Awalnya, kebijakan ini dinilai tepat, selama dikelola dengan tata kelola yang kuat dan mampu membawa manfaat langsung bagi seluruh warga NU. Namun, realitas yang berkembang dalam beberapa bulan terakhir menunjukkan dinamika yang berbeda jauh dari harapan awal.
⚠️ Manfaat Tergerus Mudarat yang Lebih Besar
Sejumlah persoalan internal di PBNU, perdebatan sengit mengenai tata kelola konsesi tambang, serta polemik yang melebar luas ke ruang publik, telah menimbulkan kegaduhan. Situasi ini dinilai berpotensi merugikan dan mengaburkan fokus utama organisasi.
“Tetapi melihat apa yang terjadi belakangan ini, konflik semakin melebar, dan itu membawa madharat yang lebih besar daripada manfaatnya. Maka jalan terbaik adalah mengembalikannya kepada pemerintah,” tegas Ketua Umum PBNU periode 2015–2021 itu.

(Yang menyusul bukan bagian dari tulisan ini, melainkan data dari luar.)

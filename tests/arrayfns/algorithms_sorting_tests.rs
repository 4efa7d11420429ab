#![cfg(feature = "dev")]
//! Tests for the index heap sort and rank computation.
//!
//! ## Test Organization
//!
//! 1. **Index Sort** - Permutation and ordering
//! 2. **Ranks** - Inverse permutations
//! 3. **Engine Entry Points** - `index_sort` and `rank_order`

use arrayfns::internals::algorithms::sorting::{index_sort, invert_permutation};
use arrayfns::internals::engine::kernels;

// ============================================================================
// Helper Functions
// ============================================================================

fn is_permutation(p: &[usize]) -> bool {
    let mut seen = vec![false; p.len()];
    for &i in p {
        if i >= p.len() || seen[i] {
            return false;
        }
        seen[i] = true;
    }
    true
}

fn is_sorted_by(values: &[f64], p: &[usize]) -> bool {
    p.windows(2).all(|w| values[w[0]] <= values[w[1]])
}

// ============================================================================
// Index Sort Tests
// ============================================================================

/// Test a small unsorted input.
///
/// Verifies the permutation orders the values ascending.
#[test]
fn test_index_sort_basic() {
    let v = [3.0, 1.0, 2.0];
    let p = index_sort(&v);
    assert_eq!(p, vec![1, 2, 0]);
}

/// Test trivial lengths return the identity.
#[test]
fn test_index_sort_trivial() {
    let empty: [f64; 0] = [];
    assert!(index_sort(&empty).is_empty());
    assert_eq!(index_sort(&[4.2]), vec![0]);
}

/// Test already-sorted and reversed inputs.
#[test]
fn test_index_sort_sorted_and_reversed() {
    let sorted: Vec<f64> = (0..20).map(|i| i as f64).collect();
    let p = index_sort(&sorted);
    assert_eq!(p, (0..20).collect::<Vec<_>>());

    let reversed: Vec<f64> = sorted.iter().rev().copied().collect();
    let p = index_sort(&reversed);
    assert_eq!(p, (0..20).rev().collect::<Vec<_>>());
}

/// Test inputs with duplicates and negatives.
///
/// Verifies:
/// - Output is a permutation
/// - Indexed values are non-decreasing
#[test]
fn test_index_sort_duplicates() {
    let v = [2.0, -1.0, 2.0, 0.0, -1.0, 7.5, 0.0, 2.0];
    let p = index_sort(&v);
    assert!(is_permutation(&p));
    assert!(is_sorted_by(&v, &p));
}

/// Test a larger pseudo-random input.
#[test]
fn test_index_sort_scrambled() {
    let v: Vec<f64> = (0..257).map(|i| ((i * 7919) % 263) as f64 - 100.0).collect();
    let p = index_sort(&v);
    assert!(is_permutation(&p));
    assert!(is_sorted_by(&v, &p));
}

/// Test single-precision input.
#[test]
fn test_index_sort_f32() {
    let v = [0.5f32, -0.25, 3.0, 0.0];
    assert_eq!(index_sort(&v), vec![1, 3, 0, 2]);
}

// ============================================================================
// Rank Tests
// ============================================================================

/// Test inverting a permutation.
#[test]
fn test_invert_permutation() {
    assert_eq!(invert_permutation(&[1, 2, 0]), vec![2, 0, 1]);
    assert_eq!(invert_permutation(&[]), Vec::<usize>::new());
}

/// Test ranks place each value at its sorted position.
#[test]
fn test_rank_order() {
    let v = [30.0, 10.0, 20.0];
    assert_eq!(kernels::rank_order(&v), vec![2, 0, 1]);
}

/// Test ranks compose with the sort order to the identity.
#[test]
fn test_rank_order_inverts_index_sort() {
    let v: Vec<f64> = (0..50).map(|i| ((i * 31) % 17) as f64).collect();
    let p = kernels::index_sort(&v);
    let r = kernels::rank_order(&v);
    for (i, &pi) in p.iter().enumerate() {
        assert_eq!(r[pi], i);
    }
}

Menurut Kiai Said, sebagai Jam’iyah Diniyah Ijtima’iyah (Organisasi Keagamaan dan Kemasyarakatan), NU memiliki mandat spiritual dan sosial yang amat besar. Oleh karena itu, organisasi harus menjauhi aktivitas yang berpotensi:
- Menimbulkan konflik internal yang merusak persatuan.

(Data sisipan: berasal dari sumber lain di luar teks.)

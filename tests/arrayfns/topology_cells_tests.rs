#![cfg(feature = "dev")]
//! Tests for the cell topology tables, sign patterns and edge-cut masks.
//!
//! These tests verify:
//! - Counts and codes of the four cell types
//! - Internal consistency of every topology table
//! - Sign pattern enumeration
//! - `find_mask` against direct endpoint comparison
//!
//! ## Test Organization
//!
//! 1. **Cell Types** - Codes and counts
//! 2. **Table Consistency** - Faces, edges and incidence agree
//! 3. **Sign Patterns** - Enumeration order and exclusions
//! 4. **Edge-Cut Masks** - `find_mask`, `cut_edges` and `EdgeMask`

use arrayfns::internals::engine::kernels::{find_mask, node_edges, sign_patterns};
use arrayfns::internals::primitives::errors::{ArrayError, ErrorKind};
use arrayfns::internals::primitives::shape::{ArrayView, Shape};
use arrayfns::internals::topology::cells::{CellType, MAX_EDGES, MAX_VERTICES};
use arrayfns::internals::topology::mask::{cut_edges, xor_incidence, EdgeMask};
use arrayfns::internals::topology::patterns::is_below;

// ============================================================================
// Cell Type Tests
// ============================================================================

/// Test vertex, edge, face and pattern counts.
///
/// Verifies:
/// - Counts match the four polyhedra
/// - Every cell satisfies Euler's formula `V - E + F = 2`
#[test]
fn test_cell_counts() {
    let expected = [
        (CellType::Tetrahedron, 4, 6, 4, 14),
        (CellType::Pyramid, 5, 8, 5, 30),
        (CellType::Prism, 6, 9, 5, 62),
        (CellType::Hexahedron, 8, 12, 6, 254),
    ];

    for (cell, v, e, f, p) in expected {
        assert_eq!(cell.vertex_count(), v, "{cell}");
        assert_eq!(cell.edge_count(), e, "{cell}");
        assert_eq!(cell.face_count(), f, "{cell}");
        assert_eq!(cell.pattern_count(), p, "{cell}");
        assert_eq!(p, (1 << v) - 2);
        assert_eq!(v as i64 - e as i64 + f as i64, 2, "{cell}");
        assert!(v <= MAX_VERTICES && e <= MAX_EDGES);
    }
}

/// Test host codes round-trip and invalid codes fail.
#[test]
fn test_cell_codes() {
    for (i, cell) in CellType::ALL.iter().enumerate() {
        assert_eq!(cell.code(), i);
        assert_eq!(CellType::from_code(i as i64).unwrap(), *cell);
    }
    assert_eq!(
        CellType::from_code(4).unwrap_err(),
        ArrayError::InvalidCellType(4)
    );
    assert!(CellType::from_code(-1).is_err());
}

/// Test cell type names.
#[test]
fn test_cell_display() {
    assert_eq!(CellType::Tetrahedron.to_string(), "tetrahedron");
    assert_eq!(CellType::Hexahedron.to_string(), "hexahedron");
}

// ============================================================================
// Table Consistency Tests
// ============================================================================

/// Test every edge lies on both of its faces and on its start face.
#[test]
fn test_edge_faces_contain_edge() {
    for cell in CellType::ALL {
        let topo = cell.topology();
        for e in 0..cell.edge_count() {
            let [a, b] = topo.edge_faces[e];
            assert_ne!(a, b, "{cell} edge {e}");
            assert!(topo.face_edges[a].contains(&e), "{cell} edge {e}");
            assert!(topo.face_edges[b].contains(&e), "{cell} edge {e}");
            assert!(
                topo.edge_faces[e].contains(&topo.start_face[e]),
                "{cell} edge {e}"
            );
        }
    }
}

/// Test every face edge lists that face among its two faces.
#[test]
fn test_face_edges_match_edge_faces() {
    for cell in CellType::ALL {
        let topo = cell.topology();
        let mut incidences = 0;
        for f in 0..cell.face_count() {
            assert_eq!(cell.face_len(f), topo.face_edges[f].len());
            for &e in topo.face_edges[f] {
                assert!(topo.edge_faces[e].contains(&f), "{cell} face {f}");
                incidences += 1;
            }
        }
        assert_eq!(incidences, 2 * cell.edge_count(), "{cell}");
    }
}

/// Test consecutive edges of a face ring share a vertex.
///
/// Verifies the rings are in boundary order, which the polygon walk relies on.
#[test]
fn test_face_rings_are_cycles() {
    for cell in CellType::ALL {
        for (f, ring) in cell.topology().face_edges.iter().enumerate() {
            for i in 0..ring.len() {
                let (a0, a1) = cell.edge_vertices(ring[i]);
                let (b0, b1) = cell.edge_vertices(ring[(i + 1) % ring.len()]);
                let shared = [a0, a1].iter().filter(|v| **v == b0 || **v == b1).count();
                assert_eq!(shared, 1, "{cell} face {f} position {i}");
            }
        }
    }
}

/// Test the incidence grid marks exactly each edge's two endpoints.
#[test]
fn test_node_edges_match_endpoints() {
    for cell in CellType::ALL {
        let grid = node_edges(cell);
        assert_eq!(
            grid.shape().dims(),
            &[cell.vertex_count(), cell.edge_count()]
        );

        for e in 0..cell.edge_count() {
            let (lo, hi) = cell.edge_vertices(e);
            assert!(lo < hi, "{cell} edge {e}");
            for v in 0..cell.vertex_count() {
                let expected = (v == lo || v == hi) as i32;
                assert_eq!(*grid.get(&[v, e]).unwrap(), expected, "{cell} ({v}, {e})");
            }
        }
    }
}

/// Test no two edges join the same pair of vertices.
#[test]
fn test_edges_are_distinct() {
    for cell in CellType::ALL {
        let mut pairs: Vec<(usize, usize)> =
            (0..cell.edge_count()).map(|e| cell.edge_vertices(e)).collect();
        pairs.sort();
        pairs.dedup();
        assert_eq!(pairs.len(), cell.edge_count(), "{cell}");
    }
}

// ============================================================================
// Sign Pattern Tests
// ============================================================================

/// Test the pattern grid enumerates binary numbers `1..2^V - 1`.
///
/// Verifies:
/// - Row `r` encodes `r + 1` with vertex `v` at bit `v`
/// - All-positive and all-negative patterns are absent
#[test]
fn test_sign_patterns_enumeration() {
    for cell in CellType::ALL {
        let nv = cell.vertex_count();
        let grid = sign_patterns(cell);
        assert_eq!(grid.shape().dims(), &[cell.pattern_count(), nv]);

        for r in 0..cell.pattern_count() {
            let row = grid.row(r).unwrap();
            let value: usize = row
                .iter()
                .enumerate()
                .map(|(v, &b)| (b as usize) << v)
                .sum();
            assert_eq!(value, r + 1, "{cell} row {r}");
            assert!(row.iter().any(|&b| b == 0));
            assert!(row.iter().any(|&b| b == 1));
        }
    }
}

/// Test the first tetrahedron patterns.
#[test]
fn test_sign_patterns_tetrahedron_head() {
    let grid = sign_patterns(CellType::Tetrahedron);
    assert_eq!(grid.row(0).unwrap(), &[1, 0, 0, 0]);
    assert_eq!(grid.row(1).unwrap(), &[0, 1, 0, 0]);
    assert_eq!(grid.row(2).unwrap(), &[1, 1, 0, 0]);
    assert_eq!(grid.row(13).unwrap(), &[0, 1, 1, 1]);
    assert!(is_below(0, 0) && !is_below(0, 1));
}

// ============================================================================
// Edge-Cut Mask Tests
// ============================================================================

/// Test all-zero flags cut nothing regardless of incidence.
#[test]
fn test_find_mask_all_zero_flags() {
    let fs = [0i32; 12];
    let incidence = [1i32, 0, 1, 1, 1, 0, 0, 1, 1];

    let mask = find_mask(
        ArrayView::matrix(&fs, 4, 3).unwrap(),
        ArrayView::matrix(&incidence, 3, 3).unwrap(),
    )
    .unwrap();

    assert_eq!(mask.shape().dims(), &[4, 3]);
    assert!(mask.as_slice().iter().all(|&m| m == 0));
}

/// Test one flagged tetrahedron vertex cuts its three edges.
#[test]
fn test_find_mask_single_vertex() {
    let cell = CellType::Tetrahedron;
    let incidence = node_edges(cell);
    let fs = [1, 0, 0, 0, 0, 0, 1, 1];

    let mask = find_mask(ArrayView::matrix(&fs, 2, 4).unwrap(), incidence.view()).unwrap();

    assert_eq!(mask.row(0).unwrap(), &[1, 1, 1, 0, 0, 0]);
    // vertices 2 and 3: edges touching exactly one of them
    assert_eq!(mask.row(1).unwrap(), &[0, 1, 1, 1, 0, 1]);
}

/// Test `find_mask` agrees with direct endpoint comparison on every pattern.
#[test]
fn test_find_mask_matches_cut_edges() {
    for cell in CellType::ALL {
        let signs = sign_patterns(cell);
        let mask = find_mask(signs.view(), node_edges(cell).view()).unwrap();

        for r in 0..cell.pattern_count() {
            let below: Vec<bool> = signs.row(r).unwrap().iter().map(|&b| b == 1).collect();
            let direct = cut_edges(cell, &below).unwrap();
            let row = mask.row(r).unwrap();
            assert_eq!(EdgeMask::from_flags(row), direct, "{cell} row {r}");
            assert_eq!(direct.to_flags(cell.edge_count()), row.to_vec());
            assert!(!direct.is_empty(), "{cell} row {r}");
        }
    }
}

/// Test complementary patterns cut the same edges.
#[test]
fn test_complement_cuts_same_edges() {
    for cell in CellType::ALL {
        let nv = cell.vertex_count();
        for bits in 1..(1usize << nv) - 1 {
            let below: Vec<bool> = (0..nv).map(|v| bits & (1 << v) != 0).collect();
            let above: Vec<bool> = below.iter().map(|b| !b).collect();
            assert_eq!(cut_edges(cell, &below), cut_edges(cell, &above));
        }
    }
}

/// Test `cut_edges` needs one flag per vertex.
#[test]
fn test_cut_edges_flag_count() {
    let err = cut_edges(CellType::Hexahedron, &[true, false]).unwrap_err();
    assert_eq!(
        err,
        ArrayError::LengthMismatch {
            operation: "cut_edges",
            expected: 8,
            got: 2
        }
    );
    assert_eq!(err.kind(), ErrorKind::ShapeMismatch);

    assert!(cut_edges(CellType::Tetrahedron, &[true; 5]).is_err());
    assert!(cut_edges(CellType::Tetrahedron, &[]).is_err());
}

/// Test `find_mask` validation.
///
/// Verifies:
/// - Vertex counts of the operands must agree
/// - Flags other than 0 and 1 are rejected
/// - Operands must be 2-D
#[test]
fn test_find_mask_errors() {
    let incidence = node_edges(CellType::Tetrahedron);

    let fs = [0i32; 10];
    let err = find_mask(ArrayView::matrix(&fs, 2, 5).unwrap(), incidence.view()).unwrap_err();
    assert!(matches!(
        err,
        ArrayError::DimensionMismatch {
            left: 5,
            right: 4,
            ..
        }
    ));

    let fs = [0, 2, 0, 0];
    let err = find_mask(ArrayView::matrix(&fs, 1, 4).unwrap(), incidence.view()).unwrap_err();
    assert!(matches!(err, ArrayError::InvalidInput(_)));

    let fs = [0, 1, 0, 0];
    let err = find_mask(ArrayView::vector(&fs), incidence.view()).unwrap_err();
    assert!(matches!(err, ArrayError::InvalidRank { got: 1, .. }));
}

/// Test the flat XOR loop directly.
#[test]
fn test_xor_incidence_loop() {
    // two vertices, two edges; both edges touch both vertices
    let incidence = [1, 1, 1, 1];
    assert_eq!(xor_incidence(&[1, 1], &incidence, 1, 2, 2), vec![0, 0]);
    assert_eq!(xor_incidence(&[1, 0], &incidence, 1, 2, 2), vec![1, 1]);
    assert!(xor_incidence(&[], &incidence, 0, 2, 2).is_empty());

    // cells without vertices still get a row each
    assert_eq!(xor_incidence(&[], &[], 3, 0, 2), vec![0; 6]);
}

/// Test cells without vertices give an all-zero mask of full shape.
#[test]
fn test_find_mask_zero_vertices() {
    let fs: [i32; 0] = [];
    let incidence: [i32; 0] = [];

    let mask = find_mask(
        ArrayView::matrix(&fs, 3, 0).unwrap(),
        ArrayView::matrix(&incidence, 0, 6).unwrap(),
    )
    .unwrap();

    assert_eq!(mask.shape(), Shape::matrix(3, 6));
    assert_eq!(mask.as_slice(), &[0; 18]);
    assert_eq!(mask.row(2).unwrap(), &[0; 6]);
}

/// Test bit set operations.
#[test]
fn test_edge_mask_operations() {
    let mut mask = EdgeMask::from_flags(&[0, 1, 0, 1, 1]);
    assert_eq!(mask.count(), 3);
    assert_eq!(mask.first(), Some(1));
    assert_eq!(mask.iter().collect::<Vec<_>>(), vec![1, 3, 4]);

    mask.remove(1);
    assert_eq!(mask.first(), Some(3));
    mask.insert(11);
    assert!(mask.contains(11));
    assert!(!mask.contains(12));
    assert_eq!(mask.bits(), (1 << 3) | (1 << 4) | (1 << 11));
    assert_eq!(format!("{mask:?}"), "{3, 4, 11}");

    assert!(EdgeMask::EMPTY.is_empty());
    assert_eq!(EdgeMask::EMPTY.first(), None);
}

- Merusak marwah organisasi dan memunculkan persepsi negatif publik.
- Menyeret jam’iyah ke dalam dinamika bisnis dan politik yang berisiko tinggi.
Hal-hal tersebut dinilai dapat secara fatal mengaburkan prioritas besar NU dalam bidang pendidikan, dakwah, kesehatan, dan pemberdayaan umat.
🎯 Fokus Kembali pada Khittah Pendirian
Kiai Said menekankan bahwa NU adalah rumah besar umat yang harus dijaga dari urusan yang membawa kegaduhan. Ajaran fundamental dalam Islam, menurutnya, menggariskan: jika suatu urusan membawa lebih banyak mudarat (kerugian/keburukan), maka tinggalkan.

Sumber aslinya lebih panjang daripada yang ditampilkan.